FILE - Demonstrators protest against the military coup and demand the release of elected leader Aung San Suu Kyi, in Yangon, Myanmar, Feb. 6, 2021.

The United Nations high commissioner for human rights said Friday that violence in Myanmar is rising, deepening the crisis that began with the February 1 coup that toppled the elected government of Aung San Suu Kyi.

"In just over four months, Myanmar has gone from being a fragile democracy to a human rights catastrophe," Michelle Bachelet said in a statement in Geneva, Switzerland.

Bachelet put the blame on the military leadership, known as the Tatmadaw, saying it was "singularly responsible" for the crisis and “must be held to account.”

“State security forces have continued to use heavy weaponry, including air strikes, against armed groups and against civilians and civilian objects, including Christian churches,” she said.

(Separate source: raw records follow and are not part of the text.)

// ============================================================================
// [总线] 程序的组装车间
// ✅ 只能做：pub mod 暴露子模块、解析命令行、初始化日志与配置、分发命令
// ⛔ 禁止：直接实现业务逻辑
// ============================================================================

pub mod cli;
pub mod commands;
pub mod config;
pub mod models;
pub mod services;
pub mod utils;

use std::io::Write;
use std::path::Path;

use clap::Parser;
use log::LevelFilter;

use crate::cli::{Cli, Commands, VersionCommands};
use crate::commands::build::BuildOutcome;
use crate::config::AppConfig;
use crate::models::dtos::{ProjectInfo, VersionInfo};
use crate::utils::error::AppResult;
use crate::utils::logger;

// ============================================================================
// 应用入口
// ============================================================================

/// 解析命令行、加载配置、初始化日志后执行命令，结果输出到 stdout
pub fn run() -> AppResult<()> {
    let cli = Cli::parse();
    let config = config::load_config(cli.config.as_deref())?;

    let level = if cli.verbose {
        LevelFilter::Debug
    } else {
        logger::parse_level(&config.log_level)
    };
    logger::init(Some(config.log_dir.as_path()), level)?;

    let stdout = std::io::stdout();
    let mut out = stdout.lock();
    execute(&cli, &config, &mut out)
}

/// 执行已解析的命令（不初始化日志，便于测试）
pub fn execute(cli: &Cli, config: &AppConfig, out: &mut dyn Write) -> AppResult<()> {
    match &cli.command {
        Commands::Scan { script, json } => {
            let info = commands::project::scan_project_files(script)?;
            if *json {
                let text = serde_json::to_string_pretty(&info).map_err(std::io::Error::other)?;
                writeln!(out, "{}", text)?;
            } else {
                print_project_info(&info, out)?;
            }
            log::info!("项目文件扫描完成");
        }
        Commands::Build(args) => match commands::build::build_package(args, config)? {
            BuildOutcome::DryRun(line) => writeln!(out, "{}", line)?,
            BuildOutcome::Launched(receipt) => {
                writeln!(out, "打包命令已启动，请在新窗口中查看进度")?;
                writeln!(out, "{}", receipt.command_line)?;
            }
        },
        Commands::Icon { image, output } => {
            let path = commands::project::convert_icon(image, output.as_deref())?;
            writeln!(out, "{}", path.display())?;
        }
        Commands::Version(VersionCommands::Show { file }) => {
            let info = commands::project::load_version_info(file)?;
            print_version_info(&info, out)?;
        }
        Commands::Version(VersionCommands::Save(args)) => {
            let path = commands::project::save_version_info(args)?;
            writeln!(out, "版本信息已保存到: {}", path.display())?;
        }
    }

    Ok(())
}

// ============================================================================
// 输出格式
// ============================================================================

fn display_opt(path: Option<&Path>) -> String {
    path.map(|p| p.display().to_string())
        .unwrap_or_else(|| "（未找到）".to_string())
}

fn print_project_info(info: &ProjectInfo, out: &mut dyn Write) -> AppResult<()> {
    let scan = &info.scan;
    writeln!(out, "主脚本: {}", info.script.display())?;
    writeln!(out, "默认输出目录: {}", info.default_output_dir.display())?;
    writeln!(out, "虚拟环境: {}", display_opt(scan.venv_dir.as_deref()))?;
    writeln!(out, "版本信息文件: {}", display_opt(scan.version_file.as_deref()))?;
    writeln!(out, "图标文件: {}", display_opt(scan.icon_file.as_deref()))?;
    writeln!(out, "依赖清单: {}", display_opt(scan.requirements.as_deref()))?;

    writeln!(out, "Python 文件 ({}):", scan.python_files.len())?;
    for path in &scan.python_files {
        writeln!(out, "  {}", path.display())?;
    }
    writeln!(out, "数据文件 ({}):", scan.data_files.len())?;
    for path in &scan.data_files {
        writeln!(out, "  {}", path.display())?;
    }
    Ok(())
}

fn print_version_info(info: &VersionInfo, out: &mut dyn Write) -> AppResult<()> {
    let fields = [
        ("ProductName", &info.product_name),
        ("FileVersion", &info.file_version),
        ("ProductVersion", &info.product_version),
        ("CompanyName", &info.company_name),
        ("FileDescription", &info.file_description),
        ("LegalCopyright", &info.legal_copyright),
    ];
    for (key, value) in fields {
        writeln!(out, "{}: {}", key, value)?;
    }
    writeln!(out, "filevers: {:?}", info.file_version_numeric)?;
    writeln!(out, "prodvers: {:?}", info.product_version_numeric)?;
    Ok(())
}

“The international community needs to unify in its demand that the Tatmadaw cease the outrageous use of heavy artillery against civilians and civilian objects,” Bachelet said.

Bachelet's office said there are credible reports that at least 860 people have been killed by security forces since February 1, and more than 4,800 people, including opponents of the junta, activists of civil society and journalists, have been arbitrarily detained.

The U.N. human rights chief will brief the Human Rights Council on the situation in Myanmar during its next session in July, the office said.